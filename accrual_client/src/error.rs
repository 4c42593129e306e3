use thiserror::Error;

#[derive(Debug, Error)]
pub enum AccrualApiError {
    #[error("Could not initialize client: {0}")]
    Initialization(String),
    #[error("Invalid accrual service address: {0}")]
    InvalidAddress(String),
}
use std::{env, env::VarError};

use clap::Parser;

pub const DEFAULT_RUN_ADDRESS: &str = "127.0.0.1:8080";
pub const DEFAULT_DATABASE_URL: &str = "sqlite://data/loyalty.db";

/// Command-line arguments. Every flag falls back to an environment variable, and flags win when both are given.
#[derive(Debug, Clone, Parser)]
#[command(version, about = "Loyalty points ledger server and accrual reconciliation engine")]
pub struct Arguments {
    /// The address the health endpoint listens on
    #[arg(short = 'a', long = "address", env = "RUN_ADDRESS", default_value = DEFAULT_RUN_ADDRESS)]
    pub run_address: String,
    /// The SQLite database URL
    #[arg(short = 'd', long = "database-uri", env = "DATABASE_URI", default_value = DEFAULT_DATABASE_URL)]
    pub database_uri: String,
    /// Base address of the accrual calculation service
    #[arg(short = 'r', long = "accrual-address", env = "ACCRUAL_SYSTEM_ADDRESS")]
    pub accrual_address: Option<String>,
    /// Print the tuning environment variables and exit
    #[arg(long = "print-env")]
    pub print_env: bool,
}

pub fn display_envs() {
    const DISPLAY_ENVS: [&str; 13] = [
        "RUST_LOG",
        "RUN_ADDRESS",
        "DATABASE_URI",
        "DATABASE_MAX_CONNECTIONS",
        "ACCRUAL_SYSTEM_ADDRESS",
        "ACCRUAL_REQUEST_TIMEOUT",
        "ACCRUAL_WORKERS",
        "ACCRUAL_QUEUE_SIZE",
        "ACCRUAL_POLL_INTERVAL",
        "LEDGER_RETRY_ATTEMPTS",
        "LEDGER_RETRY_BACKOFF_MS",
        "STORAGE_TIMEOUT",
        "STALE_ORDER_THRESHOLD",
    ];

    println!("Current environment values:");
    DISPLAY_ENVS.iter().for_each(|&name| {
        let val = match env::var(name) {
            Ok(s) => s,
            Err(VarError::NotPresent) => "Not set".into(),
            Err(VarError::NotUnicode(s)) => format!("Invalid value: {}", s.to_string_lossy()),
        };
        println!("  {name:<35} {val:<15}");
    })
}
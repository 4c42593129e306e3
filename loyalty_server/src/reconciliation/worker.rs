use std::sync::Arc;

use accrual_client::{AccrualOutcome, AccrualService};
use log::*;
use loyalty_common::OrderNumber;
use loyalty_engine::LedgerDatabase;
use tokio::{
    sync::{mpsc, Mutex},
    time::sleep,
};
use tokio_util::sync::CancellationToken;

use super::LedgerUpdater;

pub(crate) type JobQueue = Arc<Mutex<mpsc::Receiver<OrderNumber>>>;

pub(crate) struct Worker<B, C> {
    id: usize,
    client: Arc<C>,
    updater: LedgerUpdater<B>,
    queue: JobQueue,
    shutdown: CancellationToken,
}

impl<B, C> Worker<B, C>
where
    B: LedgerDatabase,
    C: AccrualService,
{
    pub fn new(
        id: usize,
        client: Arc<C>,
        updater: LedgerUpdater<B>,
        queue: JobQueue,
        shutdown: CancellationToken,
    ) -> Self {
        Self { id, client, updater, queue, shutdown }
    }

    /// Processes jobs until shutdown. Idle and rate-limited workers stop immediately; a job that has already been
    /// handed to the accrual service runs to completion first.
    pub async fn run(self) {
        let id = self.id;
        trace!("🔁️ Worker {id} started");
        loop {
            let job = tokio::select! {
                biased;
                _ = self.shutdown.cancelled() => break,
                job = next_job(&self.queue) => job,
            };
            let Some(number) = job else {
                debug!("🔁️ Worker {id}: job queue closed");
                break;
            };
            match self.client.fetch_status(&number).await {
                AccrualOutcome::RateLimited { retry_after } => {
                    info!(
                        "🔁️ Worker {id} was rate limited while querying order {number}. Pausing for {}s",
                        retry_after.as_secs_f32()
                    );
                    tokio::select! {
                        biased;
                        _ = self.shutdown.cancelled() => break,
                        _ = sleep(retry_after) => {},
                    }
                },
                outcome => {
                    self.updater.apply(&number, outcome).await;
                },
            }
        }
        trace!("🔁️ Worker {id} stopped");
    }
}

async fn next_job(queue: &JobQueue) -> Option<OrderNumber> {
    queue.lock().await.recv().await
}
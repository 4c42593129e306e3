use async_trait::async_trait;
use loyalty_common::{OrderNumber, OrderNumberError, Points};
use thiserror::Error;

use crate::{
    db::traits::InsertOrderResult,
    db_types::{Balance, Order, UserAccount, Withdrawal},
};

#[derive(Debug, Clone, Error)]
pub enum AccountApiError {
    #[error("Database error: {0}")]
    DatabaseError(String),
    #[error("Account #{0} does not exist")]
    AccountNotFound(i64),
    #[error("The login '{0}' is already taken")]
    AccountAlreadyExists(String),
    #[error("Order {0} was already submitted by another account")]
    OrderBelongsToAnotherAccount(OrderNumber),
    #[error("Insufficient funds. Requested {requested}, but only {available} is available")]
    InsufficientFunds { requested: Points, available: Points },
    #[error("Order {0} has already been used for a withdrawal")]
    DuplicateWithdrawal(OrderNumber),
    #[error("Invalid order number. {0}")]
    InvalidOrderNumber(#[from] OrderNumberError),
    #[error("Withdrawal amounts must be positive, not {0}")]
    InvalidAmount(Points),
}

impl From<sqlx::Error> for AccountApiError {
    fn from(e: sqlx::Error) -> Self {
        AccountApiError::DatabaseError(e.to_string())
    }
}

/// Account, order submission and withdrawal persistence.
#[async_trait]
pub trait AccountManagement: Send + Sync {
    async fn create_account(&self, login: &str) -> Result<UserAccount, AccountApiError>;

    async fn fetch_account(&self, account_id: i64) -> Result<Option<UserAccount>, AccountApiError>;

    async fn fetch_account_by_login(&self, login: &str) -> Result<Option<UserAccount>, AccountApiError>;

    /// All orders submitted by the account, most recent first.
    async fn fetch_orders_for_account(&self, account_id: i64) -> Result<Vec<Order>, AccountApiError>;

    async fn fetch_balance(&self, account_id: i64) -> Result<Balance, AccountApiError>;

    /// All withdrawals made by the account, most recent first.
    async fn fetch_withdrawals_for_account(&self, account_id: i64) -> Result<Vec<Withdrawal>, AccountApiError>;

    /// Stores a new order with status `NEW`. Submitting the same number again from the same account is not an error.
    async fn insert_order(&self, account_id: i64, number: &OrderNumber) -> Result<InsertOrderResult, AccountApiError>;

    /// Debits `sum` from the account and records the withdrawal, atomically.
    async fn withdraw(&self, account_id: i64, number: &OrderNumber, sum: Points) -> Result<Withdrawal, AccountApiError>;
}
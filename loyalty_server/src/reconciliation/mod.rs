//! # Order reconciliation engine
//!
//! Orders are submitted as `NEW` and stay unresolved until the external accrual authority delivers a final verdict.
//! Nothing triggers reconciliation directly. Instead, a background pipeline polls storage:
//!
//! ```text
//!  BatchDiscoverer ──(every poll interval)──> bounded job queue ──> N workers ──> AccrualService
//!                                                                      │
//!                                                                      └──> LedgerUpdater ──> LedgerDatabase
//! ```
//!
//! * The [`BatchDiscoverer`] lists every `NEW`/`PROCESSING` order on each tick and pushes the numbers onto the queue,
//!   suspending while the queue is full. It also warns about orders that have been unresolved for too long.
//! * Each worker takes one job at a time and asks the authority for the order's status. A rate-limit reply pauses
//!   *that* worker for the requested period; the order itself is re-offered by a later discovery.
//! * The [`LedgerUpdater`] turns the reply into a [`Verdict`](loyalty_engine::db_types::Verdict) and applies it in a
//!   single storage transaction, retrying storage faults a bounded number of times.
//!
//! Every failure short of a committed verdict leaves the order unresolved, so the next discovery cycle retries it.
//! The [`Reconciler`] owns all the tasks and provides an explicit start/shutdown lifecycle.
mod discoverer;
mod dispatcher;
mod ledger_updater;
mod worker;

pub use discoverer::BatchDiscoverer;
pub use dispatcher::Reconciler;
pub use ledger_updater::{LedgerUpdater, UpdateOutcome};
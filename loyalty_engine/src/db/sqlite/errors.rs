use thiserror::Error;

#[derive(Debug, Error)]
pub enum SqliteDatabaseError {
    #[error("Database connection error: {0}")]
    DriverError(#[from] sqlx::Error),
    #[error("Could not apply database migrations: {0}")]
    MigrationError(#[from] sqlx::migrate::MigrateError),
}
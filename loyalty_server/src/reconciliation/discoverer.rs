use std::{collections::HashSet, sync::Arc, time::Duration};

use chrono::{DateTime, Utc};
use log::*;
use loyalty_common::OrderNumber;
use loyalty_engine::{db_types::Order, LedgerDatabase};
use tokio::{
    sync::mpsc,
    time::{interval, timeout, MissedTickBehavior},
};
use tokio_util::sync::CancellationToken;

use crate::config::ReconcilerConfig;

const MIN_POLL_INTERVAL: Duration = Duration::from_millis(10);

/// Finds the orders that still await a verdict.
pub struct BatchDiscoverer<B> {
    db: Arc<B>,
    storage_timeout: Duration,
    stale_threshold: chrono::Duration,
    // Stale orders already reported. Pruned to the current batch on every pass, so an order that drops out and comes
    // back is reported again.
    reported_stale: HashSet<OrderNumber>,
}

impl<B> BatchDiscoverer<B>
where B: LedgerDatabase
{
    pub fn new(db: Arc<B>, config: &ReconcilerConfig) -> Self {
        Self {
            db,
            storage_timeout: config.storage_timeout,
            stale_threshold: config.stale_order_threshold,
            reported_stale: HashSet::new(),
        }
    }

    /// One discovery pass. Storage errors and timeouts are logged and yield an empty batch.
    pub async fn discover(&mut self) -> Vec<OrderNumber> {
        let orders = match timeout(self.storage_timeout, self.db.fetch_unresolved_orders()).await {
            Ok(Ok(orders)) => orders,
            Ok(Err(e)) => {
                warn!("🔍️ Could not fetch unresolved orders. {e}");
                return vec![];
            },
            Err(_) => {
                warn!("🔍️ Fetching unresolved orders timed out after {}ms", self.storage_timeout.as_millis());
                return vec![];
            },
        };
        trace!("🔍️ {} unresolved orders discovered", orders.len());
        self.report_stale(&orders, Utc::now());
        orders.into_iter().map(|o| o.number).collect()
    }

    /// Warns once about every order that has been unresolved for longer than the stale threshold. Returns the orders
    /// reported on this pass.
    pub fn report_stale(&mut self, orders: &[Order], now: DateTime<Utc>) -> Vec<OrderNumber> {
        let current = orders.iter().map(|o| &o.number).collect::<HashSet<_>>();
        self.reported_stale.retain(|n| current.contains(n));
        let mut newly_reported = vec![];
        for order in orders {
            let age = now - order.uploaded_at;
            if age > self.stale_threshold && self.reported_stale.insert(order.number.clone()) {
                warn!(
                    "🔍️ Order {} has been {} for {} hrs without a final verdict from the accrual service",
                    order.number,
                    order.status,
                    age.num_hours()
                );
                newly_reported.push(order.number.clone());
            }
        }
        newly_reported
    }

    /// Runs discovery passes every `poll_interval` (at least 10ms) until `shutdown` is cancelled or every worker has
    /// gone away.
    pub async fn run(mut self, queue: mpsc::Sender<OrderNumber>, poll_interval: Duration, shutdown: CancellationToken) {
        if poll_interval < MIN_POLL_INTERVAL {
            warn!(
                "🔍️ A poll interval of {}ms is too short. Using {}ms instead",
                poll_interval.as_millis(),
                MIN_POLL_INTERVAL.as_millis()
            );
        }
        let poll_interval = poll_interval.max(MIN_POLL_INTERVAL);
        let mut timer = interval(poll_interval);
        timer.set_missed_tick_behavior(MissedTickBehavior::Delay);
        info!("🔍️ Order discovery started. Polling every {}ms", poll_interval.as_millis());
        'discovery: loop {
            tokio::select! {
                biased;
                _ = shutdown.cancelled() => break,
                _ = timer.tick() => {},
            }
            let batch = tokio::select! {
                biased;
                _ = shutdown.cancelled() => break,
                batch = self.discover() => batch,
            };
            for number in batch {
                tokio::select! {
                    biased;
                    _ = shutdown.cancelled() => break 'discovery,
                    sent = queue.send(number) => {
                        if sent.is_err() {
                            warn!("🔍️ The job queue has been closed");
                            break 'discovery;
                        }
                    },
                }
            }
        }
        info!("🔍️ Order discovery stopped");
    }
}
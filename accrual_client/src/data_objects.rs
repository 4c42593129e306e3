use std::{fmt::Display, time::Duration};

use loyalty_common::Points;
use serde::{Deserialize, Serialize};

/// Pause applied after a 429 response that carries no usable `Retry-After` header.
pub const DEFAULT_RETRY_AFTER: Duration = Duration::from_secs(60);

/// The order states reported by the accrual authority.
#[derive(Debug, Clone, Copy, PartialEq, Eq, Serialize, Deserialize)]
#[serde(rename_all = "SCREAMING_SNAKE_CASE")]
pub enum AccrualStatus {
    /// The authority knows about the order but has not started calculating.
    Registered,
    /// The calculation is in progress.
    Processing,
    /// Final. No points will be awarded.
    Invalid,
    /// Final. The accrual amount is known.
    Processed,
}

impl Display for AccrualStatus {
    fn fmt(&self, f: &mut std::fmt::Formatter<'_>) -> std::fmt::Result {
        match self {
            Self::Registered => write!(f, "REGISTERED"),
            Self::Processing => write!(f, "PROCESSING"),
            Self::Invalid => write!(f, "INVALID"),
            Self::Processed => write!(f, "PROCESSED"),
        }
    }
}

/// The JSON body of a successful status query.
#[derive(Debug, Clone, Serialize, Deserialize)]
pub struct AccrualResponse {
    pub order: String,
    pub status: AccrualStatus,
    #[serde(default, skip_serializing_if = "Option::is_none")]
    pub accrual: Option<Points>,
}

/// Everything a single status query can produce.
#[derive(Debug, Clone, PartialEq)]
pub enum AccrualOutcome {
    /// The authority answered. `accrual` is only ever present for [`AccrualStatus::Processed`].
    Resolved { status: AccrualStatus, accrual: Option<Points> },
    /// 204: the authority has no record of the order.
    Unknown,
    /// 429: back off for `retry_after` before the next call.
    RateLimited { retry_after: Duration },
    /// 5xx from the authority.
    AuthorityUnavailable { status: u16 },
    /// The request never produced a usable answer.
    TransportFailure(String),
}

impl Display for AccrualOutcome {
    fn fmt(&self, f: &mut std::fmt::Formatter<'_>) -> std::fmt::Result {
        match self {
            Self::Resolved { status, accrual: Some(a) } => write!(f, "{status} ({a} points)"),
            Self::Resolved { status, accrual: None } => write!(f, "{status}"),
            Self::Unknown => write!(f, "unknown order"),
            Self::RateLimited { retry_after } => write!(f, "rate limited for {}s", retry_after.as_secs()),
            Self::AuthorityUnavailable { status } => write!(f, "authority unavailable (HTTP {status})"),
            Self::TransportFailure(reason) => write!(f, "transport failure: {reason}"),
        }
    }
}
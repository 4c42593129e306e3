use std::{fmt::Display, str::FromStr};

use chrono::{DateTime, Utc};
use log::error;
use loyalty_common::{OrderNumber, Points};
use serde::{Deserialize, Serialize};
use sqlx::{FromRow, Type};
use thiserror::Error;

//--------------------------------------   OrderStatusType     ---------------------------------------------------------
#[derive(Debug, Clone, Copy, PartialEq, Eq, Hash, Type, Serialize, Deserialize)]
#[sqlx(rename_all = "UPPERCASE")]
#[serde(rename_all = "UPPERCASE")]
pub enum OrderStatusType {
    /// The order has been submitted, but the accrual authority has not been consulted yet.
    New,
    /// The accrual authority is still calculating the reward.
    Processing,
    /// Terminal. The authority rejected the order and no points will be credited.
    Invalid,
    /// Terminal. The accrual (if any) has been credited to the owner's balance.
    Processed,
}

impl OrderStatusType {
    pub fn is_terminal(&self) -> bool {
        matches!(self, Self::Invalid | Self::Processed)
    }
}

impl Display for OrderStatusType {
    fn fmt(&self, f: &mut std::fmt::Formatter<'_>) -> std::fmt::Result {
        match self {
            Self::New => write!(f, "NEW"),
            Self::Processing => write!(f, "PROCESSING"),
            Self::Invalid => write!(f, "INVALID"),
            Self::Processed => write!(f, "PROCESSED"),
        }
    }
}

#[derive(Debug, Clone, Error)]
#[error("Invalid order status: {0}")]
pub struct ConversionError(String);

impl FromStr for OrderStatusType {
    type Err = ConversionError;

    fn from_str(s: &str) -> Result<Self, Self::Err> {
        match s {
            "NEW" => Ok(Self::New),
            "PROCESSING" => Ok(Self::Processing),
            "INVALID" => Ok(Self::Invalid),
            "PROCESSED" => Ok(Self::Processed),
            s => Err(ConversionError(s.to_string())),
        }
    }
}

impl From<String> for OrderStatusType {
    fn from(value: String) -> Self {
        value.parse().unwrap_or_else(|_| {
            error!("Invalid order status: {value}. But this conversion cannot fail. Defaulting to New");
            OrderStatusType::New
        })
    }
}

//--------------------------------------        Order          ---------------------------------------------------------
#[derive(Debug, Clone, PartialEq, FromRow, Serialize)]
pub struct Order {
    pub number: OrderNumber,
    pub user_id: i64,
    pub status: OrderStatusType,
    pub accrual: Option<Points>,
    pub uploaded_at: DateTime<Utc>,
    pub updated_at: DateTime<Utc>,
}

//--------------------------------------     UserAccount       ---------------------------------------------------------
#[derive(Debug, Clone, PartialEq, FromRow, Serialize)]
pub struct UserAccount {
    pub id: i64,
    pub login: String,
    pub current_balance: Points,
    pub withdrawn: Points,
    pub created_at: DateTime<Utc>,
    pub updated_at: DateTime<Utc>,
}

//--------------------------------------       Balance         ---------------------------------------------------------
#[derive(Debug, Clone, Copy, PartialEq, Eq, Default, FromRow, Serialize)]
pub struct Balance {
    pub current: Points,
    pub withdrawn: Points,
}

//--------------------------------------      Withdrawal       ---------------------------------------------------------
#[derive(Debug, Clone, PartialEq, FromRow, Serialize)]
pub struct Withdrawal {
    pub id: i64,
    pub user_id: i64,
    pub order_number: OrderNumber,
    pub sum: Points,
    pub processed_at: DateTime<Utc>,
}

//--------------------------------------        Verdict        ---------------------------------------------------------
/// An authoritative decision about a single order, as produced from an accrual authority reply.
#[derive(Debug, Clone, Copy, PartialEq, Eq)]
pub enum Verdict {
    /// Still being calculated. Moves `NEW` orders to `PROCESSING`.
    Processing,
    /// Final rejection.
    Invalid,
    /// Final acceptance with the amount to credit. A zero amount marks the order as processed without a credit.
    Processed(Points),
}

impl Verdict {
    pub fn target_status(&self) -> OrderStatusType {
        match self {
            Verdict::Processing => OrderStatusType::Processing,
            Verdict::Invalid => OrderStatusType::Invalid,
            Verdict::Processed(_) => OrderStatusType::Processed,
        }
    }

    /// The states an order may be in for this verdict to change it.
    pub fn source_statuses(&self) -> &'static [OrderStatusType] {
        const FROM_NEW: &[OrderStatusType] = &[OrderStatusType::New];
        const FROM_UNRESOLVED: &[OrderStatusType] = &[OrderStatusType::New, OrderStatusType::Processing];
        match self {
            Verdict::Processing => FROM_NEW,
            Verdict::Invalid | Verdict::Processed(_) => FROM_UNRESOLVED,
        }
    }
}

impl Display for Verdict {
    fn fmt(&self, f: &mut std::fmt::Formatter<'_>) -> std::fmt::Result {
        match self {
            Verdict::Processed(amount) => write!(f, "PROCESSED ({amount})"),
            v => write!(f, "{}", v.target_status()),
        }
    }
}

/// The effect of applying a [`Verdict`] to an order.
#[derive(Debug, Clone, PartialEq)]
pub enum VerdictApplied {
    /// The order became `PROCESSED` and `amount` was added to the owner's balance in the same transaction.
    Credited { order: Order, amount: Points },
    /// The order status changed, with no balance effect.
    StatusChanged(Order),
    /// The verdict did not change anything. Either the order was already in a terminal state, or it was already in
    /// the requested state.
    Unchanged(Order),
}

impl VerdictApplied {
    pub fn order(&self) -> &Order {
        match self {
            VerdictApplied::Credited { order, .. } => order,
            VerdictApplied::StatusChanged(order) => order,
            VerdictApplied::Unchanged(order) => order,
        }
    }
}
----
* [Work task]: Give again exactly, and only, the lines above starting at the one with "async fn fetch_withdrawals_for_account(&self, account_id: i64)" and ending at the one with "the withdrawal, atomically.".

* [Solution for this task]:
    async fn fetch_withdrawals_for_account(&self, account_id: i64) -> Result<Vec<Withdrawal>, AccountApiError>;

    /// Stores a new order with status `NEW`. Submitting the same number again from the same account is not an error.
    async fn insert_order(&self, account_id: i64, number: &OrderNumber) -> Result<InsertOrderResult, AccountApiError>;

    /// Debits `sum` from the account and records the withdrawal, atomically.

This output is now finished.